Prescott, William Hickling / 2008-06-22 00:00:00

1843
THE HISTORY OF THE CONQUEST OF MEXICO
by William Hickling Prescott
BOOK I: INTRODUCTION
View of the Aztec Civilisation
Chapter I
ANCIENT MEXICO- ITS CLIMATE AND ITS PRODUCTS-
ITS PRIMITIVE RACES- AZTEC EMPIRE
THE country of the ancient Mexicans, or Aztecs as they were
called, formed but a very small part of the extensive territories
comprehended in the modern republic of Mexico. Its boundaries cannot
be defined with certainty. They were much enlarged in the latter
days of the empire, when they may be considered as reaching from about
the eighteenth degree north to the twenty-first on the Atlantic; and
from the fourteenth to the nineteenth, including a very narrow
strip, on the Pacific. In its greatest breadth, it could not exceed
five degrees and a half, dwindling, as it approached its south-eastern
limits, to less than two. It covered, probably, less than sixteen
thousand square leagues.
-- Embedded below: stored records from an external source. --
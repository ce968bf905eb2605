//! API error types with HTTP status code mapping.
//!
//! [`ApiError`] is the central error type for the service. Each variant
//! maps to a specific HTTP status code and structured JSON error response.

use axum::http::StatusCode;
use axum::response::{IntoResponse, Response};
use serde::Serialize;
use utoipa::ToSchema;

/// Structured JSON error response body.
///
/// All error responses follow this shape:
/// ```json
/// {
///   "error": {
///     "code": 3001,
///     "message": "persistence error: connection refused"
///   }
/// }
/// ```
#[derive(Debug, Serialize, ToSchema)]
pub struct ErrorResponse {
    /// Structured error payload.
    pub error: ErrorBody,
}

/// Inner error body with numeric code and human-readable message.
#[derive(Debug, Serialize, ToSchema)]
pub struct ErrorBody {
    /// Numeric error code.
    pub code: u32,
    /// Human-readable error message.
    pub message: String,
}

/// Server-side error enum with HTTP status code mapping.
///
/// # Error Code Ranges
///
/// | Range     | Category   | HTTP Status               |
/// |-----------|------------|---------------------------|
/// | 1000–1999 | Validation | 400 Bad Request           |
/// | 3000–3999 | Server     | 500 Internal Server Error |
///
/// Updating or deleting a customer that does not exist is not an error,
/// so there is no not-found variant.
#[derive(Debug, thiserror::Error)]
pub enum ApiError {
    /// Request could not be interpreted.
    #[error("invalid request: {0}")]
    InvalidRequest(String),

    /// A store statement failed.
    #[error("persistence error: {0}")]
    Persistence(String),

    /// Internal server error.
    #[error("internal error: {0}")]
    Internal(String),
}

impl ApiError {
    /// Returns the numeric error code for this variant.
    #[must_use]
    pub const fn error_code(&self) -> u32 {
        match self {
            Self::InvalidRequest(_) => 1001,
            Self::Persistence(_) => 3001,
            Self::Internal(_) => 3000,
        }
    }

    /// Returns the HTTP status code for this variant.
    #[must_use]
    pub const fn status_code(&self) -> StatusCode {
        match self {
            Self::InvalidRequest(_) => StatusCode::BAD_REQUEST,
            Self::Persistence(_) | Self::Internal(_) => StatusCode::INTERNAL_SERVER_ERROR,
        }
    }
}

impl From<sqlx::Error> for ApiError {
    fn from(err: sqlx::Error) -> Self {
        Self::Persistence(err.to_string())
    }
}

impl IntoResponse for ApiError {
    fn into_response(self) -> Response {
        let status = self.status_code();
        if status.is_server_error() {
            tracing::error!(code = self.error_code(), error = %self, "request failed");
        }
        let body = ErrorResponse {
            error: ErrorBody {
                code: self.error_code(),
                message: self.to_string(),
            },
        };
        let mut response = axum::Json(body).into_response();
        *response.status_mut() = status;
        response
    }
}
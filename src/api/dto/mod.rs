//! Data Transfer Objects for REST request/response serialization.

pub mod customer_dto;

pub use customer_dto::*;
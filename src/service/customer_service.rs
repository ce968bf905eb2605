//! Customer service: the operations exposed to the transport layer.

use std::sync::Arc;

use crate::domain::{Customer, CustomerId};
use crate::error::ApiError;
use crate::persistence::CustomerStore;

/// Pass-through coordinator over a [`CustomerStore`].
///
/// Each method forwards exactly one call to the store and returns its
/// result unchanged. Store failures propagate to the caller.
#[derive(Debug, Clone)]
pub struct CustomerService {
    store: Arc<dyn CustomerStore>,
}

impl CustomerService {
    /// Creates a new `CustomerService` over the given store.
    #[must_use]
    pub fn new(store: Arc<dyn CustomerStore>) -> Self {
        Self { store }
    }

    /// Returns the backend name of the underlying store.
    #[must_use]
    pub fn store_backend(&self) -> &'static str {
        self.store.backend()
    }

    /// Persists a new customer. The store assigns the id.
    ///
    /// # Errors
    ///
    /// Returns the store's [`ApiError`] if the insert fails.
    pub async fn create(&self, first_name: &str, last_name: &str) -> Result<(), ApiError> {
        self.store.add(first_name, last_name).await?;
        tracing::info!(first_name, last_name, "customer created");
        Ok(())
    }

    /// Returns all persisted customers in store order.
    ///
    /// # Errors
    ///
    /// Returns the store's [`ApiError`] if the query fails.
    pub async fn list(&self) -> Result<Vec<Customer>, ApiError> {
        self.store.find().await
    }

    /// Replaces the names of the customer with `id`. A missing id is a no-op.
    ///
    /// # Errors
    ///
    /// Returns the store's [`ApiError`] if the update fails.
    pub async fn update(
        &self,
        id: CustomerId,
        first_name: &str,
        last_name: &str,
    ) -> Result<(), ApiError> {
        self.store.update(id, first_name, last_name).await?;
        tracing::info!(%id, first_name, last_name, "customer updated");
        Ok(())
    }

    /// Removes the customer with `id`. A missing id is a no-op.
    ///
    /// # Errors
    ///
    /// Returns the store's [`ApiError`] if the delete fails.
    pub async fn delete(&self, id: CustomerId) -> Result<(), ApiError> {
        self.store.delete(id).await?;
        tracing::info!(%id, "customer deleted");
        Ok(())
    }
}

#[cfg(test)]
#[allow(clippy::panic)]
mod tests {
    use async_trait::async_trait;

    use super::*;
    use crate::domain::sample_customers;
    use crate::persistence::InMemoryCustomerStore;

    #[derive(Debug)]
    struct FailingStore;

    #[async_trait]
    impl CustomerStore for FailingStore {
        async fn add(&self, _: &str, _: &str) -> Result<(), ApiError> {
            Err(ApiError::Persistence("connection refused".to_string()))
        }

        async fn find(&self) -> Result<Vec<Customer>, ApiError> {
            Err(ApiError::Persistence("connection refused".to_string()))
        }

        async fn update(&self, _: CustomerId, _: &str, _: &str) -> Result<(), ApiError> {
            Err(ApiError::Persistence("connection refused".to_string()))
        }

        async fn delete(&self, _: CustomerId) -> Result<(), ApiError> {
            Err(ApiError::Persistence("connection refused".to_string()))
        }

        fn backend(&self) -> &'static str {
            "failing"
        }
    }

    fn make_service() -> CustomerService {
        CustomerService::new(Arc::new(InMemoryCustomerStore::new()))
    }

    async fn list(service: &CustomerService) -> Vec<Customer> {
        let Ok(rows) = service.list().await else {
            panic!("list failed");
        };
        rows
    }

    #[tokio::test]
    async fn create_then_list_shows_new_entry() {
        let service = make_service();
        assert!(service.create("Grace", "Hopper").await.is_ok());

        let rows = list(&service).await;
        assert_eq!(rows.len(), 1);
        let Some(row) = rows.first() else {
            panic!("expected a row");
        };
        assert_eq!(row.first_name, "Grace");
        assert_eq!(row.last_name, "Hopper");
    }

    #[tokio::test]
    async fn create_assigns_fresh_ids() {
        let service = make_service();
        for _ in 0..3 {
            let _ = service.create("same", "name").await;
        }
        let ids: Vec<CustomerId> = list(&service).await.iter().map(|c| c.id).collect();
        assert_eq!(ids, vec![CustomerId::new(1), CustomerId::new(2), CustomerId::new(3)]);
    }

    #[tokio::test]
    async fn update_keeps_id() {
        let service = CustomerService::new(Arc::new(InMemoryCustomerStore::with_customers(
            sample_customers(),
        )));
        assert!(service.update(CustomerId::new(1), "Alicia", "Renamed").await.is_ok());

        let rows = list(&service).await;
        assert!(rows.contains(&Customer::new(CustomerId::new(1), "Alicia", "Renamed")));
        assert_eq!(rows.len(), 2);
    }

    #[tokio::test]
    async fn delete_then_list_omits_id() {
        let service = CustomerService::new(Arc::new(InMemoryCustomerStore::with_customers(
            sample_customers(),
        )));
        assert!(service.delete(CustomerId::new(2)).await.is_ok());

        let rows = list(&service).await;
        assert!(rows.iter().all(|c| c.id != CustomerId::new(2)));
    }

    #[tokio::test]
    async fn store_failures_propagate() {
        let service = CustomerService::new(Arc::new(FailingStore));
        assert!(matches!(
            service.create("a", "b").await,
            Err(ApiError::Persistence(_))
        ));
        assert!(service.list().await.is_err());
        assert!(service.update(CustomerId::new(1), "a", "b").await.is_err());
        assert!(service.delete(CustomerId::new(1)).await.is_err());
        assert_eq!(service.store_backend(), "failing");
    }
}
Yet, such is the remarkable formation of this
country, that though not more than twice as large as New England, it
presented every variety of climate, and was capable of yielding nearly
every fruit found between the equator and. the Arctic circle.
All along the Atlantic the country is bordered by a broad tract,
called the tierra caliente, or hot region, which has the usual high
temperature of equinoctial lands.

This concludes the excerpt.